DATA FOR THIS EXERCISE
============

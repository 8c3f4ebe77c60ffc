//! # Dynamic Carrier Registry
//!
//! Directory of runtime-discovered sub-carriers keyed by
//! `(owner carrier code, numeric id)`.
//!
//! ## Lookup Semantics
//! ```text
//! get_by_id(owner, None)        → None   "use the static carrier directly"
//! get_by_id(owner, Some(999))   → None   unknown id, same meaning
//! get_by_id(owner, Some(106))   → Some   even when tombstoned (old orders)
//!
//! find_configurable(cz, {...})  → live carriers in cz offering any method
//! ```

use std::collections::{BTreeMap, BTreeSet};

use crate::method::Method;
use crate::types::{CarrierCode, CountryCode, DynamicCarrier};

/// In-memory dynamic carrier directory.
#[derive(Debug, Clone, Default)]
pub struct DynamicCarrierRegistry {
    carriers: BTreeMap<(CarrierCode, u32), DynamicCarrier>,
}

impl DynamicCarrierRegistry {
    pub fn new() -> Self {
        Self::default()
    }

    /// Adds or replaces a dynamic carrier; returns the previous entry.
    pub fn insert(&mut self, carrier: DynamicCarrier) -> Option<DynamicCarrier> {
        self.carriers
            .insert((carrier.owner.clone(), carrier.id), carrier)
    }

    /// Looks up a dynamic carrier. `None` id or unknown id both yield
    /// `None`, which callers treat as "no dynamic carrier".
    pub fn get_by_id(&self, owner: &CarrierCode, id: Option<u32>) -> Option<&DynamicCarrier> {
        let id = id?;
        self.carriers.get(&(owner.clone(), id))
    }

    /// Live (non-deleted) dynamic carriers in `country` that offer at
    /// least one of `methods`, ordered by owner then id.
    pub fn find_configurable(
        &self,
        country: &CountryCode,
        methods: &BTreeSet<Method>,
    ) -> Vec<&DynamicCarrier> {
        self.carriers
            .values()
            .filter(|c| !c.deleted && &c.country == country && c.supports_any(methods))
            .collect()
    }

    /// Every dynamic carrier owned by `owner`, tombstones included.
    pub fn for_carrier<'a>(
        &'a self,
        owner: &'a CarrierCode,
    ) -> impl Iterator<Item = &'a DynamicCarrier> + 'a {
        self.carriers.values().filter(move |c| &c.owner == owner)
    }

    /// Countries where `owner` has a live dynamic carrier offering `method`.
    pub fn countries_for(&self, owner: &CarrierCode, method: Method) -> BTreeSet<CountryCode> {
        self.for_carrier(owner)
            .filter(|c| !c.deleted && c.methods.contains(&method))
            .map(|c| c.country.clone())
            .collect()
    }

    pub fn iter(&self) -> impl Iterator<Item = &DynamicCarrier> {
        self.carriers.values()
    }

    pub fn len(&self) -> usize {
        self.carriers.len()
    }

    pub fn is_empty(&self) -> bool {
        self.carriers.is_empty()
    }
}

impl FromIterator<DynamicCarrier> for DynamicCarrierRegistry {
    fn from_iter<T: IntoIterator<Item = DynamicCarrier>>(iter: T) -> Self {
        let mut registry = DynamicCarrierRegistry::new();
        for carrier in iter {
            registry.insert(carrier);
        }
        registry
    }
}

impl Extend<DynamicCarrier> for DynamicCarrierRegistry {
    fn extend<T: IntoIterator<Item = DynamicCarrier>>(&mut self, iter: T) {
        for carrier in iter {
            self.insert(carrier);
        }
    }
}

// =============================================================================
// Unit Tests
// =============================================================================
//! Criterion benchmarks for the cutoff search, KS distance and bootstrap.

use criterion::{black_box, criterion_group, criterion_main, BenchmarkId, Criterion};
use pl_core::{
    bootstrap, estimate_parameters, estimate_parameters_with, ks_test, BootstrapConfig, Family,
    FitConfig, PowerLaw, Univariate,
};
use rand::rngs::StdRng;
use rand::SeedableRng;

fn draw(law: &PowerLaw, n: usize, seed: u64) -> Vec<f64> {
    let mut rng = StdRng::seed_from_u64(seed);
    (0..n).map(|_| law.sample(&mut rng)).collect()
}

fn bench_estimate(c: &mut Criterion) {
    let mut group = c.benchmark_group("estimate");
    group.sample_size(20);

    for family in [Family::Continuous, Family::Discrete] {
        let law = PowerLaw::new(family, 2.5, 1.0).unwrap();
        for n in [200usize, 2_000] {
            let data = draw(&law, n, 7);
            group.bench_with_input(BenchmarkId::new(family.to_string(), n), &data, |b, data| {
                b.iter(|| black_box(estimate_parameters(black_box(data), family, None, 1e5)));
            });
        }
    }

    let law = PowerLaw::continuous(2.5, 1.0).unwrap();
    let data = draw(&law, 5_000, 8);
    let parallel = FitConfig::default().with_parallel(true);
    group.bench_with_input(BenchmarkId::new("continuous_parallel", 5_000), &data, |b, data| {
        b.iter(|| {
            black_box(estimate_parameters_with(
                black_box(data),
                Family::Continuous,
                None,
                &parallel,
            ))
        });
    });

    group.finish();
}

fn bench_ks(c: &mut Criterion) {
    let mut group = c.benchmark_group("ks");

    for family in [Family::Continuous, Family::Discrete] {
        let law = PowerLaw::new(family, 2.2, 1.0).unwrap();
        let data = draw(&law, 10_000, 9);
        group.bench_with_input(BenchmarkId::new("ks_test", family), &data, |b, data| {
            b.iter(|| black_box(ks_test(black_box(data), &law, 1.0, 1e5)));
        });
    }

    group.finish();
}

fn bench_bootstrap(c: &mut Criterion) {
    let mut group = c.benchmark_group("bootstrap");
    group.sample_size(10);

    let law = PowerLaw::discrete(2.5, 1.0).unwrap();
    let data = draw(&law, 300, 10);
    for parallel in [false, true] {
        let config = BootstrapConfig::default().with_sims(10).with_parallel(parallel);
        let label = if parallel { "parallel" } else { "sequential" };
        group.bench_with_input(BenchmarkId::new(label, 10), &config, |b, config| {
            b.iter(|| black_box(bootstrap(black_box(&data), &law, config)));
        });
    }

    group.finish();
}

criterion_group!(benches, bench_estimate, bench_ks, bench_bootstrap);
criterion_main!(benches);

============

ACTION ITEM
Copy out every line from the records that has the word "Some".

ANSWER TO THE EXERCISE
//! get_by_id(owner, Some(999))   → None   unknown id, same meaning
//! get_by_id(owner, Some(106))   → Some   even when tombstoned (old orders)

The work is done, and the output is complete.